René Kerambrun

Élements biographiques

René Kerambrun De l'Organisation du travail agricole… (1848)

Si les ouvriers de Paris ont mis généreusement trois mois de misère au service de la République, comptez les années, les siècles de misère avec lesquels les campagnes ont payé la gloire, les malheurs et la prospérité de la France.
Le travailleur de la ville, vous ne l'oublierez pas, il a ses représentants parmi vous ; et puis il entoure l'enceinte où vous discutez la loi ; il se plaint, et même il menacera au besoin. Les campagnes sont là-bas, bien loin, mais si leur voix n'arrive pas jusqu'à vous, ce n'est pas une raison pour les oublier.
Source : Gallica

René Kerambrun De l'Organisation du travail agricole… (1848)

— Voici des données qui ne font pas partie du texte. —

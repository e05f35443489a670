//! cumulants — windowed estimators and the integrated-cumulant session.
//!
//! Purpose
//! -------
//! Turn a [`ProcessCollection`](crate::process::ProcessCollection) into the
//! integrated cumulants of orders 1–3 used to estimate a Hawkes
//! kernel-integral matrix: the covariance `C`, the lag intensity `J`, the
//! third-moment tensor `E_c`, and the contracted third cumulant `K_c`, plus
//! their theoretical counterparts for a known `R`.
//!
//! Key behaviors
//! -------------
//! - [`kernels`]: `O(n)` two-pointer scans `A_ij`, `E_ijk`, `I_ij` over sorted
//!   timestamps.
//! - [`strategy`]: sequential or rayon-parallel evaluation of a per-pair
//!   statistic over the `d × d` index space.
//! - [`engine`]: the [`Cumulants`] session with one operation per stage and
//!   the `compute_all` pipeline `C → E_c → J → K_c (→ C_th → K_c_th)`.
//! - [`theory`]: `C_th = R·diag(L)·Rᵀ` and `K_c_th`.
//! - [`bandwidth`], [`weighting`], [`bundle`]: bandwidth heuristics, GMM
//!   weighting matrices over a sample log, and JSON persistence.
//!
//! Invariants & assumptions
//! ------------------------
//! - Stages are pure given the sequences, `L`, `T` and the bandwidth.
//! - Dependent stages fail with [`CumulantError::MissingPrerequisite`] rather
//!   than computing from absent inputs.
//! - The parallel strategy is a scatter/gather over independent pairs; it
//!   shares no mutable state and returns bit-identical arrays.
//!
//! Conventions
//! -----------
//! - Arrays follow the estimator literature names in docs and error messages
//!   (`C`, `J`, `E_c`, `K_c`, `F_c`, `H`, `C_th`, `K_c_th`, `W_2`, `W_3`) and
//!   descriptive names in code.
//! - Kernel-integral matrices may be supplied flattened row-major or as
//!   `d × d` matrices ([`KernelIntegrals`]).
//!
//! Downstream usage
//! ----------------
//! - Build a [`Cumulants`] session, call [`Cumulants::compute_all`], then pass
//!   [`Cumulants::moments`] to [`crate::fitting::fit_kernel_integrals`].
//!
//! Testing notes
//! -------------
//! - Every submodule has unit tests; kernel property tests against nested
//!   loops and statistical end-to-end checks live under `tests/`.

pub mod bandwidth;
pub mod bundle;
pub mod engine;
pub mod errors;
pub mod kernels;
pub mod options;
pub mod progress;
pub mod strategy;
pub mod theory;
pub mod weighting;

pub use self::bandwidth::BandwidthRule;
pub use self::bundle::CumulantBundle;
pub use self::engine::{Cumulants, MomentSummary};
pub use self::errors::{CumulantError, CumulantResult};
pub use self::options::{CumulantOptions, ExecutionStrategy, ThirdCumulantFormula, TrendConvention};
pub use self::progress::{ProgressSink, Stage};
pub use self::theory::KernelIntegrals;
pub use self::weighting::{SampleLog, WeightingAccumulation};

pub mod prelude {
    pub use super::bandwidth::BandwidthRule;
    pub use super::bundle::CumulantBundle;
    pub use super::engine::{Cumulants, MomentSummary};
    pub use super::errors::{CumulantError, CumulantResult};
    pub use super::kernels::{lag_integral, window_count, window_product, Marginal};
    pub use super::options::{
        CumulantOptions, ExecutionStrategy, ThirdCumulantFormula, TrendConvention,
    };
    pub use super::progress::{
        ProgressSink, RecordingProgress, SilentProgress, Stage, TracingProgress,
    };
    pub use super::theory::{theoretical_covariance, theoretical_third_cumulant, KernelIntegrals};
    pub use super::weighting::{SampleLog, WeightingAccumulation};
}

Si dans les villes la surabondance des capitaux, si le développement excessif du crédit n'ont produit qu'une concurrence effrénée, qui a dégénéré en guerre civile de l'industrie, les campagnes, faute de capitaux, faute de crédit, n'ont pu ni changer ni améliorer leur sytème de culture, et, par suite, il est arrivé que là où il n'y avait pas assez de bras, il n'y a pas encore eu de travail pour tout le monde.
Je pose donc en fait que la question essentielle aujourd'hui est une meilleure distribution de la population.
Source : Gallica

René Kerambrun De l'Organisation du travail agricole… (1848)

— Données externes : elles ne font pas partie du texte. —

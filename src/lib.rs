//! hawkes_cumulants — integrated-cumulant estimation for multivariate Hawkes
//! processes, with optional Python bindings.
//!
//! Purpose
//! -------
//! Serve as the crate root for Rust callers and as the PyO3 bridge that exposes
//! the cumulant session and the kernel-integral fit to Python via the
//! `_hawkes_cumulants` extension module. When the `python-bindings` feature is
//! enabled, this module defines the Python-facing classes and the
//! `hawkes_cumulants.cumulants` / `hawkes_cumulants.fitting` submodules.
//!
//! Key behaviors
//! -------------
//! - Re-export the core Rust modules (`process`, `cumulants`, `fitting`,
//!   `optimization`) as the public crate surface.
//! - Define `#[pyclass]` wrappers and the `#[pymodule]` initializer for the
//!   `_hawkes_cumulants` Python extension.
//! - Register the Python submodules in `sys.modules` so dot-notation imports
//!   work.
//!
//! Invariants & assumptions
//! ------------------------
//! - All numerical work lives in the inner modules; this file performs only
//!   FFI glue, input conversion, and error mapping.
//! - Matrices cross the boundary as lists of rows (row-major); kernel-integral
//!   inputs may also be flat row-major sequences of length `d²`.
//!
//! Conventions
//! -----------
//! - Errors from core code stay typed internally (`ProcessError`,
//!   `CumulantError`, `OptError`) and become `ValueError` at the PyO3 boundary.
//! - A bandwidth of `None` means the session default `h_max`.
//!
//! Downstream usage
//! ----------------
//! - Native Rust code should depend on the inner modules directly and can
//!   ignore the items gated by `python-bindings`.
//! - Typical Rust flow: build a [`cumulants::Cumulants`] session from sorted
//!   timestamps, run [`cumulants::Cumulants::compute_all`], then pass
//!   [`cumulants::Cumulants::moments`] to [`fitting::fit_kernel_integrals`].
//!
//! Testing notes
//! -------------
//! - Core behavior is covered by unit tests in the inner modules and by the
//!   integration suite under `tests/`.

pub mod cumulants;
pub mod fitting;
pub mod optimization;
pub mod process;
pub mod utils;

#[cfg(feature = "python-bindings")]
use std::collections::HashMap;

#[cfg(feature = "python-bindings")]
use pyo3::{prelude::*, types::PyAny};

#[cfg(feature = "python-bindings")]
use crate::{
    cumulants::{
        bundle::CumulantBundle,
        engine::Cumulants,
        options::CumulantOptions,
        progress::{ProgressSink, RecordingProgress, Stage, TracingProgress},
        theory::KernelIntegrals,
    },
    fitting::{fit_kernel_integrals, KernelFit},
    process::{EventSequence, ProcessCollection},
    utils::{
        extract_accumulation, extract_bandwidth_rule, extract_fit_init, extract_fit_options,
        extract_sequences, extract_square_matrix, extract_strategy, matrix_rows,
    },
};

/// HawkesCumulants — Python-facing wrapper for the integrated-cumulant session.
///
/// Purpose
/// -------
/// Expose [`Cumulants`] to Python: build a session from event sequences, run
/// the estimator stages, inspect the resulting arrays, and fit the
/// kernel-integral matrix.
///
/// Parameters
/// ----------
/// Constructed from Python via
/// `HawkesCumulants(sequences, h_max=40.0, strategy=None, consistent=False, sort=False)`:
/// - `sequences`: iterable of 1-D float64 array-likes, one per dimension.
/// - `h_max`: default bandwidth, finite and `> 0`.
/// - `strategy`: `"parallel"` (default), `"sequential"` or `"classic"`.
/// - `consistent`: use the corrected trend and the balanced `K_c` formula.
/// - `sort`: sort each sequence before validation.
///
/// Fields
/// ------
/// - `inner`: [`Cumulants`]
///   Session owning the sequences and every derived array.
///
/// Notes
/// -----
/// - Native Rust callers should use [`Cumulants`] directly.
#[cfg(feature = "python-bindings")]
#[pyclass(module = "hawkes_cumulants.cumulants", unsendable)]
pub struct HawkesCumulants {
    pub inner: Cumulants,
}

#[cfg(feature = "python-bindings")]
#[pymethods]
impl HawkesCumulants {
    #[new]
    #[pyo3(
        signature = (sequences, h_max = 40.0, strategy = None, consistent = false, sort = false),
        text_signature = "(sequences, /, h_max=40.0, strategy=None, consistent=False, sort=False)"
    )]
    pub fn new<'py>(
        py: Python<'py>, sequences: &Bound<'py, PyAny>, h_max: f64, strategy: Option<&str>,
        consistent: bool, sort: bool,
    ) -> PyResult<Self> {
        let strategy = extract_strategy(strategy)?;
        let options = if consistent {
            CumulantOptions::consistent(h_max, strategy)?
        } else {
            CumulantOptions::new(h_max, strategy)?
        };
        let raw = extract_sequences(py, sequences)?;
        let inner = if sort {
            let sequences =
                raw.into_iter().map(EventSequence::from_unsorted).collect::<Result<Vec<_>, _>>()?;
            Cumulants::new(ProcessCollection::new(sequences), options)
        } else {
            Cumulants::from_sequences(raw, options)?
        };
        Ok(HawkesCumulants { inner })
    }

    /// Rebuild a session from a JSON bundle.
    #[staticmethod]
    #[pyo3(text_signature = "(json, /)")]
    pub fn from_json(json: &str) -> PyResult<Self> {
        let bundle = CumulantBundle::from_json(json)?;
        Ok(HawkesCumulants { inner: Cumulants::from_bundle(bundle)? })
    }

    /// Serialize the sequences and every computed array to JSON.
    pub fn to_json(&self) -> PyResult<String> {
        Ok(self.inner.to_bundle().to_json()?)
    }

    #[getter]
    pub fn dim(&self) -> usize {
        self.inner.dim()
    }

    #[getter]
    pub fn horizon(&self) -> f64 {
        self.inner.horizon()
    }

    #[getter]
    pub fn intensities(&self) -> Vec<f64> {
        self.inner.intensities().to_vec()
    }

    #[pyo3(signature = (h = None), text_signature = "(h=None)")]
    pub fn compute_covariance(&mut self, h: Option<f64>) -> PyResult<Vec<Vec<f64>>> {
        Ok(matrix_rows(self.inner.compute_covariance(h)?))
    }

    #[pyo3(signature = (h = None), text_signature = "(h=None)")]
    pub fn compute_integrated_intensity(&mut self, h: Option<f64>) -> PyResult<Vec<Vec<f64>>> {
        Ok(matrix_rows(self.inner.compute_integrated_intensity(h)?))
    }

    /// `E_c` as a `d × d × 2` nested list.
    #[pyo3(signature = (h = None), text_signature = "(h=None)")]
    pub fn compute_third_moment_tensor(
        &mut self, h: Option<f64>,
    ) -> PyResult<Vec<Vec<Vec<f64>>>> {
        let e_c = self.inner.compute_third_moment_tensor(h)?;
        Ok(e_c.outer_iter().map(|plane| matrix_rows(&plane.to_owned())).collect())
    }

    #[pyo3(signature = (h = None), text_signature = "(h=None)")]
    pub fn compute_empirical_third_cumulant(
        &mut self, h: Option<f64>,
    ) -> PyResult<Vec<Vec<f64>>> {
        Ok(matrix_rows(self.inner.compute_empirical_third_cumulant(h)?))
    }

    #[pyo3(signature = (h = None), text_signature = "(h=None)")]
    pub fn compute_alternative_third_cumulant(
        &mut self, h: Option<f64>,
    ) -> PyResult<Vec<Vec<f64>>> {
        Ok(matrix_rows(self.inner.compute_alternative_third_cumulant(h)?))
    }

    /// Run every stage and return the completed stage labels in order.
    #[pyo3(
        signature = (h = None, log_progress = false),
        text_signature = "(h=None, log_progress=False)"
    )]
    pub fn compute_all(&mut self, h: Option<f64>, log_progress: bool) -> PyResult<Vec<String>> {
        let recorder = RecordingProgress::new();
        let sink = |stage: Stage| {
            recorder.stage_completed(stage);
            if log_progress {
                TracingProgress.stage_completed(stage);
            }
        };
        self.inner.compute_all(h, &sink)?;
        Ok(recorder.stages().iter().map(|s| s.label().to_string()).collect())
    }

    #[pyo3(
        signature = (rule = None, grid_size = None),
        text_signature = "(rule=None, grid_size=None)"
    )]
    pub fn select_bandwidths(
        &mut self, rule: Option<&str>, grid_size: Option<usize>,
    ) -> PyResult<Vec<Vec<f64>>> {
        let rule = extract_bandwidth_rule(rule, grid_size)?;
        Ok(matrix_rows(self.inner.select_bandwidths(rule)?))
    }

    /// Store the true kernel-integral matrix (`d × d` or flat row-major).
    #[pyo3(text_signature = "(r, /)")]
    pub fn set_ground_truth(&mut self, r: &Bound<'_, PyAny>) -> PyResult<()> {
        let r = extract_square_matrix(r, self.inner.dim())?;
        self.inner.set_ground_truth(KernelIntegrals::Matrix(r.view()))?;
        Ok(())
    }

    pub fn compute_theoretical_covariance(&mut self) -> PyResult<Vec<Vec<f64>>> {
        Ok(matrix_rows(self.inner.compute_theoretical_covariance()?))
    }

    pub fn compute_theoretical_third_cumulant(&mut self) -> PyResult<Vec<Vec<f64>>> {
        Ok(matrix_rows(self.inner.compute_theoretical_third_cumulant()?))
    }

    /// Append the current `(L, C, K_c)` to the sample log.
    pub fn push_current_sample(&mut self) -> PyResult<()> {
        Ok(self.inner.push_current_sample()?)
    }

    #[pyo3(text_signature = "(r, /)")]
    pub fn set_second_order_weighting(
        &mut self, r: &Bound<'_, PyAny>,
    ) -> PyResult<Vec<Vec<f64>>> {
        let r = extract_square_matrix(r, self.inner.dim())?;
        Ok(matrix_rows(self.inner.set_second_order_weighting(KernelIntegrals::Matrix(r.view()))?))
    }

    #[pyo3(signature = (r, accumulation = None), text_signature = "(r, /, accumulation=None)")]
    pub fn set_third_order_weighting(
        &mut self, r: &Bound<'_, PyAny>, accumulation: Option<&str>,
    ) -> PyResult<Vec<Vec<f64>>> {
        let r = extract_square_matrix(r, self.inner.dim())?;
        let accumulation = extract_accumulation(accumulation)?;
        let w3 = self
            .inner
            .set_third_order_weighting(KernelIntegrals::Matrix(r.view()), accumulation)?;
        Ok(matrix_rows(w3))
    }

    #[getter]
    pub fn covariance(&self) -> Option<Vec<Vec<f64>>> {
        self.inner.covariance().map(matrix_rows)
    }

    #[getter]
    pub fn integrated_intensity(&self) -> Option<Vec<Vec<f64>>> {
        self.inner.integrated_intensity().map(matrix_rows)
    }

    #[getter]
    pub fn third_cumulant(&self) -> Option<Vec<Vec<f64>>> {
        self.inner.third_cumulant().map(matrix_rows)
    }

    #[getter]
    pub fn alternative_third_cumulant(&self) -> Option<Vec<Vec<f64>>> {
        self.inner.alternative_third_cumulant().map(matrix_rows)
    }

    #[getter]
    pub fn bandwidths(&self) -> Option<Vec<Vec<f64>>> {
        self.inner.bandwidths().map(matrix_rows)
    }

    #[getter]
    pub fn theoretical_covariance(&self) -> Option<Vec<Vec<f64>>> {
        self.inner.theoretical_covariance().map(matrix_rows)
    }

    #[getter]
    pub fn theoretical_third_cumulant(&self) -> Option<Vec<Vec<f64>>> {
        self.inner.theoretical_third_cumulant().map(matrix_rows)
    }

    /// Fit the kernel-integral matrix to the session's `(L, C, K_c)`.
    ///
    /// Defaults reproduce the reference fit: all-ones start, `alpha = 10`,
    /// ten descent steps at learning rate `1e4`. That step diverges on
    /// moments of order one and the call then raises `ValueError`; pass
    /// `method="lbfgs"` or a learning rate near `1e-3` for such data.
    #[pyo3(
        signature = (
            alpha = 10.0,
            method = None,
            learning_rate = None,
            tol_grad = None,
            tol_cost = None,
            max_iter = None,
            line_searcher = None,
            lbfgs_mem = None,
            init = None,
            verbose = false,
        ),
        text_signature = "(alpha=10.0, method=None, learning_rate=None, tol_grad=None, \
                          tol_cost=None, max_iter=None, line_searcher=None, lbfgs_mem=None, \
                          init=None, verbose=False)"
    )]
    pub fn fit<'py>(
        &self, alpha: f64, method: Option<&str>, learning_rate: Option<f64>,
        tol_grad: Option<f64>, tol_cost: Option<f64>, max_iter: Option<usize>,
        line_searcher: Option<&str>, lbfgs_mem: Option<usize>, init: Option<&Bound<'py, PyAny>>,
        verbose: bool,
    ) -> PyResult<KernelFitResult> {
        let moments = self.inner.moments()?;
        let init = extract_fit_init(init, self.inner.dim())?;
        let options = extract_fit_options(
            alpha,
            method,
            learning_rate,
            tol_grad,
            tol_cost,
            max_iter,
            line_searcher,
            lbfgs_mem,
            init,
            verbose,
        )?;
        let inner = fit_kernel_integrals(&moments, &options)?;
        Ok(KernelFitResult { inner })
    }
}

/// KernelFitResult — Python-facing view of a [`KernelFit`].
///
/// Exposes the estimated matrix `R̂` and the optimizer diagnostics as
/// read-only properties.
#[cfg(feature = "python-bindings")]
#[pyclass(module = "hawkes_cumulants.fitting")]
pub struct KernelFitResult {
    inner: KernelFit,
}

#[cfg(feature = "python-bindings")]
#[pymethods]
impl KernelFitResult {
    #[getter]
    pub fn r_hat(&self) -> Vec<Vec<f64>> {
        matrix_rows(&self.inner.r_hat)
    }

    #[getter]
    pub fn loss(&self) -> f64 {
        self.inner.loss()
    }

    #[getter]
    pub fn converged(&self) -> bool {
        self.inner.outcome.converged
    }

    #[getter]
    pub fn status(&self) -> String {
        self.inner.outcome.status.clone()
    }

    #[getter]
    pub fn iterations(&self) -> usize {
        self.inner.outcome.iterations
    }

    #[getter]
    pub fn grad_norm(&self) -> Option<f64> {
        self.inner.outcome.grad_norm
    }

    #[getter]
    pub fn fn_evals(&self) -> HashMap<String, u64> {
        self.inner.outcome.fn_evals.clone()
    }
}

#[cfg(feature = "python-bindings")]
#[pymodule]
fn _hawkes_cumulants<'py>(_py: Python<'py>, m: &Bound<'py, PyModule>) -> PyResult<()> {
    let cumulants_mod = PyModule::new(_py, "cumulants")?;
    let fitting_mod = PyModule::new(_py, "fitting")?;
    cumulants(_py, m, &cumulants_mod)?;
    fitting(_py, m, &fitting_mod)?;

    // Manually add submodules into sys.modules to allow for dot notation.
    _py.import("sys")?.getattr("modules")?.set_item("hawkes_cumulants.cumulants", cumulants_mod)?;
    _py.import("sys")?.getattr("modules")?.set_item("hawkes_cumulants.fitting", fitting_mod)?;
    Ok(())
}

#[cfg(feature = "python-bindings")]
fn cumulants<'py>(
    _py: Python, hawkes_cumulants: &Bound<'py, PyModule>, m: &Bound<'py, PyModule>,
) -> PyResult<()> {
    m.add_class::<HawkesCumulants>()?;
    hawkes_cumulants.add_submodule(m)?;
    Ok(())
}

#[cfg(feature = "python-bindings")]
fn fitting<'py>(
    _py: Python, hawkes_cumulants: &Bound<'py, PyModule>, m: &Bound<'py, PyModule>,
) -> PyResult<()> {
    m.add_class::<KernelFitResult>()?;
    hawkes_cumulants.add_submodule(m)?;
    Ok(())
}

Je vous le dis donc, à vous, habitants des villes, qui allez donner à la France une constitution nouvelle ;—car, vous le voyez-bien, c'est vous, presque exclusivement, vous, qui composez l'Assemblée nationale—le temps des demi-mesures est passé : il faut aujourd'hui des moyens énergiques pour sauver l'agriculture depuis si longtemps opprimée. C'est à vous de choisir les moyens, mais agissez promptement dans l'intérêt des villes elles-mêmes.